- **DATASET RECORDS**
::::

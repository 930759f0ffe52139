//! Submission state machine: `idle -> submitting -> {success, error} -> idle`.

use std::fmt;
use std::sync::Arc;
use std::time::Duration;

use leadform_core::{Form, FormId, SharedForm, lock_form};
use reqwest::Url;
use tracing::{debug, info, warn};

use crate::bridge::ModalBridge;
use crate::payload::FormPayload;
use crate::retry::{RetryStore, SubmissionRecord};
use crate::transport::Transport;

/// Caller hook run after a successful submission. Its errors are ignored.
pub type AfterSubmitHook =
    Arc<dyn Fn(FormId) -> Result<(), Box<dyn std::error::Error + Send + Sync>> + Send + Sync>;

/// Why a request did not succeed.
#[derive(Debug, Clone, PartialEq, Eq)]
pub enum Failure {
    Status(u16),
    Transport(String),
    Timeout(Duration),
}

impl fmt::Display for Failure {
    fn fmt(&self, f: &mut fmt::Formatter<'_>) -> fmt::Result {
        match self {
            Failure::Status(status) => write!(f, "unexpected status {status}"),
            Failure::Transport(err) => write!(f, "transport error: {err}"),
            Failure::Timeout(after) => write!(f, "timed out after {after:?}"),
        }
    }
}

/// Why nothing was sent.
#[derive(Debug, Clone, PartialEq, Eq)]
pub enum SkipReason {
    AlreadySubmitting,
    NothingToRetry,
    /// The validator rejected the form with this many field issues.
    Invalid(usize),
}

impl fmt::Display for SkipReason {
    fn fmt(&self, f: &mut fmt::Formatter<'_>) -> fmt::Result {
        match self {
            SkipReason::AlreadySubmitting => f.write_str("already submitting"),
            SkipReason::NothingToRetry => f.write_str("nothing to retry"),
            SkipReason::Invalid(issues) => write!(f, "{issues} invalid field(s)"),
        }
    }
}

#[derive(Debug, Clone, PartialEq, Eq)]
pub enum SubmitOutcome {
    Success,
    Failed(Failure),
    Skipped(SkipReason),
}

impl SubmitOutcome {
    pub fn is_success(&self) -> bool {
        matches!(self, SubmitOutcome::Success)
    }
}

/// Sends validated forms and replays the last one on request.
pub struct SubmissionPipeline {
    transport: Arc<dyn Transport>,
    store: Arc<RetryStore>,
    bridge: ModalBridge,
    destination: Url,
    timeout: Duration,
    after_submit: Option<AfterSubmitHook>,
}

impl SubmissionPipeline {
    pub fn new(
        transport: Arc<dyn Transport>,
        store: Arc<RetryStore>,
        bridge: ModalBridge,
        destination: Url,
        timeout: Duration,
    ) -> Self {
        Self {
            transport,
            store,
            bridge,
            destination,
            timeout,
            after_submit: None,
        }
    }

    pub fn with_after_submit(mut self, hook: AfterSubmitHook) -> Self {
        self.after_submit = Some(hook);
        self
    }

    pub fn store(&self) -> &Arc<RetryStore> {
        &self.store
    }

    pub fn bridge(&self) -> &ModalBridge {
        &self.bridge
    }

    pub fn destination(&self) -> &Url {
        &self.destination
    }

    /// Send the form once. A form already submitting is left alone.
    ///
    /// Every outcome returns the form to idle with its submit control
    /// re-enabled; failures go to the error modal and keep the retry record.
    pub async fn submit(&self, id: FormId, form: &SharedForm) -> SubmitOutcome {
        match self.begin(id, form) {
            Ok(record) => self.complete(record).await,
            Err(reason) => SubmitOutcome::Skipped(reason),
        }
    }

    /// Enter `submitting`: mark the form busy, snapshot its payload and
    /// record it for retry. Nothing is sent yet.
    pub fn begin(&self, id: FormId, form: &SharedForm) -> Result<SubmissionRecord, SkipReason> {
        let record = {
            let mut guard = lock_form(form);
            if guard.submitting {
                debug!(event = "submission_skipped", form = %id, reason = "already_submitting");
                return Err(SkipReason::AlreadySubmitting);
            }
            guard.submitting = true;
            guard.set_loading(true);
            SubmissionRecord::capture(
                id,
                Arc::clone(form),
                FormPayload::from_form(&guard),
                self.destination.clone(),
            )
        };
        self.store.record(record.clone());
        info!(
            event = "submission_started",
            form = %id,
            submission = %record.id,
            fields = record.payload.len()
        );
        Ok(record)
    }

    /// Send a record produced by [`SubmissionPipeline::begin`] and settle the form.
    pub async fn complete(&self, record: SubmissionRecord) -> SubmitOutcome {
        let id = record.form_id;
        let result = self.send(&record).await;

        {
            let mut guard = lock_form(&record.form);
            guard.submitting = false;
            guard.set_loading(false);
        }

        match result {
            Ok(()) => {
                self.run_after_submit(id);
                self.bridge.notify_success();
                settle_success(&mut lock_form(&record.form));
                self.store.clear_if(record.id);
                info!(event = "submission_succeeded", form = %id, submission = %record.id);
                SubmitOutcome::Success
            }
            Err(failure) => {
                warn!(
                    event = "submission_failed",
                    form = %id,
                    submission = %record.id,
                    error = %failure
                );
                self.bridge.notify_error();
                SubmitOutcome::Failed(failure)
            }
        }
    }

    /// Replay the stored submission. Silent no-op when the store is empty.
    ///
    /// A failed replay is only logged; the record stays for further retries.
    pub async fn retry(&self) -> SubmitOutcome {
        let Some(record) = self.store.snapshot() else {
            debug!(event = "retry_skipped", reason = "empty_store");
            return SubmitOutcome::Skipped(SkipReason::NothingToRetry);
        };

        lock_form(&record.form).set_loading(true);
        info!(event = "retry_started", form = %record.form_id, submission = %record.id);

        let result = self.send(&record).await;

        lock_form(&record.form).set_loading(false);

        match result {
            Ok(()) => {
                self.bridge.replay_succeeded();
                settle_success(&mut lock_form(&record.form));
                self.store.clear_if(record.id);
                info!(event = "retry_succeeded", form = %record.form_id, submission = %record.id);
                SubmitOutcome::Success
            }
            Err(failure) => {
                warn!(
                    event = "retry_failed",
                    form = %record.form_id,
                    submission = %record.id,
                    error = %failure
                );
                SubmitOutcome::Failed(failure)
            }
        }
    }

    /// The request runs on its own task; a timeout stops waiting for it but
    /// leaves the request itself running.
    async fn send(&self, record: &SubmissionRecord) -> Result<(), Failure> {
        let transport = Arc::clone(&self.transport);
        let destination = record.destination.clone();
        let payload = record.payload.clone();
        let request =
            tokio::spawn(async move { transport.post(&destination, &payload).await });
        match tokio::time::timeout(self.timeout, request).await {
            Err(_) => Err(Failure::Timeout(self.timeout)),
            Ok(Err(join)) => Err(Failure::Transport(join.to_string())),
            Ok(Ok(Err(err))) => Err(Failure::Transport(err.to_string())),
            Ok(Ok(Ok(response))) if response.is_success() => Ok(()),
            Ok(Ok(Ok(response))) => {
                warn!(
                    event = "unexpected_status",
                    status = response.status,
                    body = %response.body
                );
                Err(Failure::Status(response.status))
            }
        }
    }

    fn run_after_submit(&self, id: FormId) {
        if let Some(hook) = &self.after_submit
            && let Err(err) = hook(id)
        {
            debug!(event = "after_submit_failed", form = %id, error = %err);
        }
    }
}

impl fmt::Debug for SubmissionPipeline {
    fn fmt(&self, f: &mut fmt::Formatter<'_>) -> fmt::Result {
        f.debug_struct("SubmissionPipeline")
            .field("destination", &self.destination)
            .field("timeout", &self.timeout)
            .field("bridge", &self.bridge)
            .finish()
    }
}

fn settle_success(form: &mut Form) {
    form.clear_filled();
    form.reset();
}
//! Rule generation for lead forms.
//!
//! The rule set for a form is derived from a [`FormState`] snapshot and is
//! always rebuilt in full; nothing here patches an existing set.

use std::sync::LazyLock;

use regex::Regex;
use schemars::JsonSchema;
use serde::{Deserialize, Serialize};

use crate::dom::{FieldSelector, Form, FormId, classes};
use crate::mode::ContactMode;

/// Digits required in a complete phone number (country code included).
pub const PHONE_DIGITS: usize = 11;

static EMAIL_SHAPE: LazyLock<Option<Regex>> =
    LazyLock::new(|| Regex::new(r"^[^\s@]+@[^\s@]+\.[^\s@]+$").ok());

/// One constraint on a field value.
///
/// Every check except `Required` passes on an empty value; emptiness is the
/// business of the `Required` check layered in front of it.
#[derive(Debug, Clone, PartialEq, Eq, Serialize, Deserialize, JsonSchema)]
#[serde(tag = "rule", rename_all = "snake_case")]
pub enum Check {
    Required,
    MinLength { value: usize },
    Email,
    /// Custom predicate: exactly `digits` digits once non-digits are stripped.
    PhoneDigits { digits: usize },
}

impl Check {
    pub fn passes(&self, value: &str) -> bool {
        let trimmed = value.trim();
        match self {
            Check::Required => !trimmed.is_empty(),
            _ if trimmed.is_empty() => true,
            Check::MinLength { value: min } => trimmed.chars().count() >= *min,
            Check::Email => is_email_shaped(trimmed),
            Check::PhoneDigits { digits } => phone_digits(trimmed).len() == *digits,
        }
    }
}

/// A check with the message shown when it fails.
#[derive(Debug, Clone, PartialEq, Eq, Serialize, Deserialize, JsonSchema)]
pub struct RuleCheck {
    #[serde(flatten)]
    pub check: Check,
    pub error_message: String,
}

impl RuleCheck {
    pub fn new(check: Check, error_message: impl Into<String>) -> Self {
        Self {
            check,
            error_message: error_message.into(),
        }
    }
}

/// Ordered checks bound to one field.
#[derive(Debug, Clone, PartialEq, Eq, Serialize, Deserialize, JsonSchema)]
pub struct FieldRule {
    pub selector: FieldSelector,
    pub checks: Vec<RuleCheck>,
}

impl FieldRule {
    /// First failing check for `value`, in declaration order.
    pub fn first_failure(&self, value: &str) -> Option<&RuleCheck> {
        self.checks.iter().find(|rule| !rule.check.passes(value))
    }

    pub fn passes(&self, value: &str) -> bool {
        self.first_failure(value).is_none()
    }
}

/// Layout variant of a form; the bottom call-to-action form requires a message.
#[derive(Debug, Clone, Copy, PartialEq, Eq, Serialize, Deserialize, JsonSchema)]
#[serde(rename_all = "snake_case")]
pub enum FormVariant {
    Standard,
    CtaBottom,
}

/// Which optional controls exist on a form.
#[derive(Debug, Clone, Default, PartialEq, Eq, Serialize, Deserialize, JsonSchema)]
pub struct FieldPresence {
    pub name: bool,
    pub city: bool,
    /// Class of the vehicle-model alias in use, if any.
    pub model: Option<String>,
    pub message: bool,
    pub select: bool,
    pub phone: bool,
    pub email: bool,
}

/// Snapshot the rule generator derives rules from.
#[derive(Debug, Clone, PartialEq, Eq, Serialize, Deserialize, JsonSchema)]
pub struct FormState {
    pub form: FormId,
    pub variant: FormVariant,
    pub present: FieldPresence,
    /// Raw contact selector value; `None` when the form has no selector.
    pub selection: Option<String>,
}

impl FormState {
    pub fn capture(id: FormId, form: &Form) -> Self {
        let variant = if form.has_class(classes::CTA_BOTTOM) {
            FormVariant::CtaBottom
        } else {
            FormVariant::Standard
        };
        let present = FieldPresence {
            name: form.has_control(classes::NAME),
            city: form.has_control(classes::CITY),
            model: form.model_alias().map(str::to_string),
            message: form.has_control(classes::MESSAGE),
            select: form.has_control(classes::SELECT),
            phone: form.has_control(classes::PHONE),
            email: form.has_control(classes::EMAIL),
        };
        Self {
            form: id,
            variant,
            present,
            selection: form.value(classes::SELECT).map(str::to_string),
        }
    }

    /// Contact mode for this snapshot. A form without a selector uses
    /// whichever contact control it has, phone first.
    pub fn mode(&self) -> ContactMode {
        match self.selection.as_deref() {
            None if self.present.email && !self.present.phone => ContactMode::Email,
            selection => ContactMode::from_selection(selection),
        }
    }
}

/// Build the complete rule set for the current state of a form.
///
/// Fields absent from the form never appear. Exactly one of the phone or
/// email rules is emitted while a contact mode is active, and neither when
/// the selector is empty.
pub fn compute_rules(state: &FormState) -> Vec<FieldRule> {
    let field = |class: &str| FieldSelector::new(state.form, class);
    let mut rules = Vec::new();

    if state.present.name {
        rules.push(FieldRule {
            selector: field(classes::NAME),
            checks: vec![
                RuleCheck::new(Check::Required, "Enter the company name"),
                RuleCheck::new(Check::MinLength { value: 2 }, "At least 2 characters"),
            ],
        });
    }

    if state.present.city {
        rules.push(FieldRule {
            selector: field(classes::CITY),
            checks: vec![
                RuleCheck::new(Check::Required, "Enter the city"),
                RuleCheck::new(Check::MinLength { value: 2 }, "At least 2 characters"),
            ],
        });
    }

    if state.variant == FormVariant::CtaBottom && state.present.message {
        rules.push(FieldRule {
            selector: field(classes::MESSAGE),
            checks: vec![
                RuleCheck::new(Check::Required, "Add a comment"),
                RuleCheck::new(Check::MinLength { value: 3 }, "At least 3 characters"),
            ],
        });
    }

    if let Some(alias) = state.present.model.as_deref() {
        rules.push(FieldRule {
            selector: field(alias),
            checks: vec![
                RuleCheck::new(Check::Required, "Enter the vehicle make"),
                RuleCheck::new(Check::MinLength { value: 2 }, "At least 2 characters"),
            ],
        });
    }

    if state.present.select {
        rules.push(FieldRule {
            selector: field(classes::SELECT),
            checks: vec![RuleCheck::new(Check::Required, "Choose a contact method")],
        });
    }

    match state.mode() {
        ContactMode::Unset => {}
        ContactMode::Email if state.present.email => rules.push(FieldRule {
            selector: field(classes::EMAIL),
            checks: vec![
                RuleCheck::new(Check::Required, "Enter your email"),
                RuleCheck::new(Check::Email, "Enter a valid email"),
            ],
        }),
        ContactMode::Tel if state.present.phone => rules.push(FieldRule {
            selector: field(classes::PHONE),
            checks: vec![
                RuleCheck::new(Check::Required, "Enter your phone"),
                RuleCheck::new(
                    Check::PhoneDigits {
                        digits: PHONE_DIGITS,
                    },
                    "Enter a valid phone number",
                ),
            ],
        }),
        ContactMode::Email | ContactMode::Tel => {}
    }

    rules
}

/// Digits of a phone value with every other character removed.
pub fn phone_digits(value: &str) -> String {
    value.chars().filter(char::is_ascii_digit).collect()
}

pub fn is_email_shaped(value: &str) -> bool {
    EMAIL_SHAPE
        .as_ref()
        .is_some_and(|shape| shape.is_match(value))
}

#[cfg(test)]
mod tests {
    use super::*;

    #[test]
    fn phone_predicate_counts_digits_only() {
        let check = Check::PhoneDigits { digits: PHONE_DIGITS };
        assert_eq!(phone_digits("+7 (912) 345-67-89"), "79123456789");
        assert!(check.passes("+7 (912) 345-67-89"));
        assert!(!check.passes("12345"));
        assert!(!check.passes("+7 (912) 345-67-899"));
    }

    #[test]
    fn non_required_checks_skip_empty_values() {
        assert!(Check::Email.passes(""));
        assert!(Check::MinLength { value: 2 }.passes(""));
        assert!(!Check::Required.passes("   "));
    }

    #[test]
    fn email_shape() {
        assert!(is_email_shaped("user@example.com"));
        assert!(!is_email_shaped("user@example"));
        assert!(!is_email_shaped("us er@example.com"));
        assert!(!is_email_shaped("@example.com"));
    }

    #[test]
    fn first_failure_follows_declaration_order() {
        let rule = FieldRule {
            selector: FieldSelector::new(FormId(1), classes::PHONE),
            checks: vec![
                RuleCheck::new(Check::Required, "required"),
                RuleCheck::new(Check::PhoneDigits { digits: 11 }, "digits"),
            ],
        };
        assert_eq!(
            rule.first_failure("").map(|c| c.error_message.as_str()),
            Some("required")
        );
        assert_eq!(
            rule.first_failure("123").map(|c| c.error_message.as_str()),
            Some("digits")
        );
        assert!(rule.passes("89123456789"));
    }
}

::::

- **WHAT THE EXERCISE ASKS**
Look over the material above and report each line holding "FormVariant".

- **EXERCISE RESULT**
pub enum FormVariant {
    pub variant: FormVariant,
            FormVariant::CtaBottom
            FormVariant::Standard
    if state.variant == FormVariant::CtaBottom && state.present.message {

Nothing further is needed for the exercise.